*** Opening of Data ***

// Error handling module
// Defines the normalized API error and the conversion from raw request failures

use reqwest::StatusCode;
use serde_json::Value;
use std::fmt;
use thiserror::Error;

/// Code used when no response was received from the backend
pub const NETWORK_ERROR: &str = "NETWORK_ERROR";

/// Code used for failures that are neither server nor network related
pub const UNKNOWN_ERROR: &str = "UNKNOWN_ERROR";

const NETWORK_ERROR_MESSAGE: &str = "Network error. Please check your connection.";
const UNKNOWN_ERROR_MESSAGE: &str = "An unexpected error occurred";
const CANCELLED_MESSAGE: &str = "Request was cancelled";

/// Error code of a normalized error
#[derive(Debug, Clone, Copy, PartialEq, Eq)]
pub enum ErrorCode {
    /// The server responded with this HTTP status
    Status(u16),
    /// No response was received
    Network,
    /// Anything else
    Unknown,
}

impl ErrorCode {
    /// HTTP status, when the server responded
    pub fn status(&self) -> Option<u16> {
        match self {
            ErrorCode::Status(status) => Some(*status),
            _ => None,
        }
    }
}

impl fmt::Display for ErrorCode {
    fn fmt(&self, f: &mut fmt::Formatter<'_>) -> fmt::Result {
        match self {
            ErrorCode::Status(status) => write!(f, "{}", status),
            ErrorCode::Network => f.write_str(NETWORK_ERROR),
            ErrorCode::Unknown => f.write_str(UNKNOWN_ERROR),
        }
    }
}

/// Failures raised while executing a request, before normalization
#[derive(Error, Debug)]
pub enum RequestFailure {
    /// The server answered with a non-success status
    #[error("Server responded with {status}")]
    Status { status: StatusCode, body: String },

    /// Error from the HTTP transport
    #[error("Transport error: {0}")]
    Transport(#[from] reqwest::Error),

    /// The request was cancelled through its token
    #[error("Request was cancelled")]
    Cancelled,

    /// Failure before sending or after receiving (bad header, decode error, ...)
    #[error("{0:#}")]
    Other(#[from] anyhow::Error),
}

/// Uniform error returned by every failed API call
#[derive(Error, Debug, Clone, PartialEq)]
#[error("{code}: {message}")]
pub struct ApiError {
    pub code: ErrorCode,
    pub message: String,
    pub details: Option<Value>,
    cancelled: bool,
}

impl ApiError {
    fn network() -> Self {
        Self {
            code: ErrorCode::Network,
            message: NETWORK_ERROR_MESSAGE.to_string(),
            details: None,
            cancelled: false,
        }
    }

    fn unknown(message: String) -> Self {
        let message = if message.trim().is_empty() {
            UNKNOWN_ERROR_MESSAGE.to_string()
        } else {
            message
        };

        Self {
            code: ErrorCode::Unknown,
            message,
            details: None,
            cancelled: false,
        }
    }

    /// HTTP status of the failed response, if the server responded
    pub fn status(&self) -> Option<u16> {
        self.code.status()
    }

    /// Whether the call failed because its cancel token fired
    pub fn is_cancelled(&self) -> bool {
        self.cancelled
    }

    /// Whether the server rejected the stored credentials
    pub fn is_unauthorized(&self) -> bool {
        self.status() == Some(StatusCode::UNAUTHORIZED.as_u16())
    }
}

/// Convert a raw request failure into the normalized error.
///
/// Never fails: every input maps to exactly one of the three shapes
/// (server status, network, unknown).
pub fn normalize(failure: RequestFailure) -> ApiError {
    match failure {
        RequestFailure::Status { status, body } => from_server_response(status, &body),
        RequestFailure::Transport(err) if is_missing_response(&err) => ApiError::network(),
        RequestFailure::Transport(err) => ApiError::unknown(err.to_string()),
        RequestFailure::Cancelled => ApiError {
            cancelled: true,
            ..ApiError::unknown(CANCELLED_MESSAGE.to_string())
        },
        RequestFailure::Other(err) => ApiError::unknown(format!("{:#}", err)),
    }
}

fn from_server_response(status: StatusCode, body: &str) -> ApiError {
    let details = if body.trim().is_empty() {
        None
    } else {
        Some(serde_json::from_str(body).unwrap_or_else(|_| Value::String(body.to_string())))
    };

    let message = details
        .as_ref()
        .and_then(|d| d.get("message"))
        .and_then(|m| m.as_str())
        .map(str::to_string)
        .unwrap_or_else(|| {
            status
                .canonical_reason()
                .map(str::to_string)
                .unwrap_or_else(|| format!("Request failed with status {}", status.as_u16()))
        });

    ApiError {
        code: ErrorCode::Status(status.as_u16()),
        message,
        details,
        cancelled: false,
    }
}

/// Transport errors where the request went out (or tried to) but no response came back
fn is_missing_response(err: &reqwest::Error) -> bool {
    err.status().is_none()
        && (err.is_timeout() || err.is_connect() || err.is_request() || err.is_body())
}

/// Result type alias for API operations
pub type Result<T> = std::result::Result<T, ApiError>;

*** Close of Data ***

Prompt: Going through the material, count each line that carries the word "reqwest", and output only that count.

Written answer: 3